───── SUPPLIED MATERIAL

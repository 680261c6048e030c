//! Level progression state machine and the progress record
//!
//! `Loading -> Active -> (Completed | PlayerDefeated) -> ...`. Completion is
//! checked before defeat; a step that satisfies both only completes.

use glam::Vec2;
use serde::{Deserialize, Serialize};

use super::body::Rect;
use super::collectible::CollectibleTracker;
use super::patrol::Hazard;

/// Phase of the current level
#[derive(Debug, Clone, Copy, PartialEq, Eq, Serialize, Deserialize)]
pub enum LevelPhase {
    /// Entities are being instantiated from a template
    Loading,
    /// Simulation running
    Active,
    /// Collectible threshold met this step
    Completed,
    /// Player touched a hazard this step
    PlayerDefeated,
    /// Last level completed; no further steps run
    GameComplete,
}

/// A transition the progression check asks for
#[derive(Debug, Clone, Copy, PartialEq, Eq)]
pub enum Transition {
    None,
    Complete,
    Defeat,
}

/// Decide this step's transition. Completion wins over defeat.
pub fn evaluate(tracker: &CollectibleTracker, player: &Rect, hazards: &[Hazard]) -> Transition {
    if tracker.is_complete() {
        return Transition::Complete;
    }
    // Full body overlap, not the shrunk pickup reach
    if hazards.iter().any(|h| h.rect().overlaps(player)) {
        return Transition::Defeat;
    }
    Transition::None
}

/// A saved collectible coordinate
#[derive(Debug, Clone, Copy, PartialEq, Serialize, Deserialize)]
pub struct SavedPoint {
    pub x: f32,
    pub y: f32,
}

impl From<Vec2> for SavedPoint {
    fn from(v: Vec2) -> Self {
        Self { x: v.x, y: v.y }
    }
}

impl From<SavedPoint> for Vec2 {
    fn from(p: SavedPoint) -> Self {
        Vec2::new(p.x, p.y)
    }
}

/// The single durable record of a player's progress
#[derive(Debug, Clone, Default, PartialEq, Serialize, Deserialize)]
#[serde(rename_all = "camelCase")]
pub struct ProgressState {
    pub level_index: usize,
    #[serde(default)]
    pub score: u64,
    #[serde(default)]
    pub collected: Vec<SavedPoint>,
    #[serde(default)]
    pub high_score: u64,
}

impl ProgressState {
    /// Raise the high score to the current score if it beats it
    pub fn record_high_score(&mut self) -> bool {
        if self.score > self.high_score {
            self.high_score = self.score;
            return true;
        }
        false
    }

    /// Clamp the level index into `[0, level_count)`
    pub fn clamp_level(&mut self, level_count: usize) {
        let last = level_count.saturating_sub(1);
        if self.level_index > last {
            log::warn!(
                "Saved level {} out of range, clamping to {}",
                self.level_index,
                last
            );
            self.level_index = last;
        }
    }
}

#[cfg(test)]
mod tests {
    use super::*;
    use crate::sim::collectible::Collectible;

    fn tracker(collected: usize, total: usize, required: usize) -> CollectibleTracker {
        let mut items: Vec<_> = (0..total)
            .map(|i| Collectible::new(Vec2::new(i as f32 * 100.0, 0.0), 30.0))
            .collect();
        for item in items.iter_mut().take(collected) {
            item.collected = true;
        }
        CollectibleTracker::new(items, required, 10)
    }

    fn hazard_at(x: f32, y: f32) -> Hazard {
        Hazard::new(Vec2::new(x, y), Vec2::new(40.0, 60.0), 2.0, 100.0, 30)
    }

    #[test]
    fn test_completion_threshold() {
        let player = Rect::new(0.0, 0.0, 100.0, 74.0);
        assert_eq!(evaluate(&tracker(2, 3, 3), &player, &[]), Transition::None);
        assert_eq!(evaluate(&tracker(3, 3, 3), &player, &[]), Transition::Complete);
    }

    #[test]
    fn test_defeat_on_full_overlap() {
        let player = Rect::new(0.0, 0.0, 100.0, 74.0);
        let t = tracker(0, 3, 3);
        assert_eq!(evaluate(&t, &player, &[hazard_at(90.0, 10.0)]), Transition::Defeat);
        assert_eq!(evaluate(&t, &player, &[hazard_at(100.0, 10.0)]), Transition::None);
    }

    #[test]
    fn test_completion_takes_priority() {
        let player = Rect::new(0.0, 0.0, 100.0, 74.0);
        let t = tracker(3, 3, 3);
        assert_eq!(
            evaluate(&t, &player, &[hazard_at(10.0, 10.0)]),
            Transition::Complete
        );
    }

    #[test]
    fn test_progress_json_field_names() {
        let json = r#"{ "levelIndex": 2, "score": 40, "collected": [{ "x": 1.0, "y": 2.0 }] }"#;
        let progress: ProgressState = serde_json::from_str(json).unwrap();
        assert_eq!(progress.level_index, 2);
        assert_eq!(progress.score, 40);
        assert_eq!(progress.collected, vec![SavedPoint { x: 1.0, y: 2.0 }]);
        assert_eq!(progress.high_score, 0);
    }

    #[test]
    fn test_high_score_and_clamp() {
        let mut progress = ProgressState {
            level_index: 7,
            score: 30,
            ..Default::default()
        };
        assert!(progress.record_high_score());
        assert!(!progress.record_high_score());
        assert_eq!(progress.high_score, 30);

        progress.clamp_level(3);
        assert_eq!(progress.level_index, 2);
    }
}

──────────

* [AIM OF THE TASK]
Return, line for line and unchanged, the data from its first line through the line containing "use super::body::Rect;".

* [FINISHED TASK]
repository 680261c6048e030c
//! Level progression state machine and the progress record
//!
//! `Loading -> Active -> (Completed | PlayerDefeated) -> ...`. Completion is
//! checked before defeat; a step that satisfies both only completes.

use glam::Vec2;
use serde::{Deserialize, Serialize};

use super::body::Rect;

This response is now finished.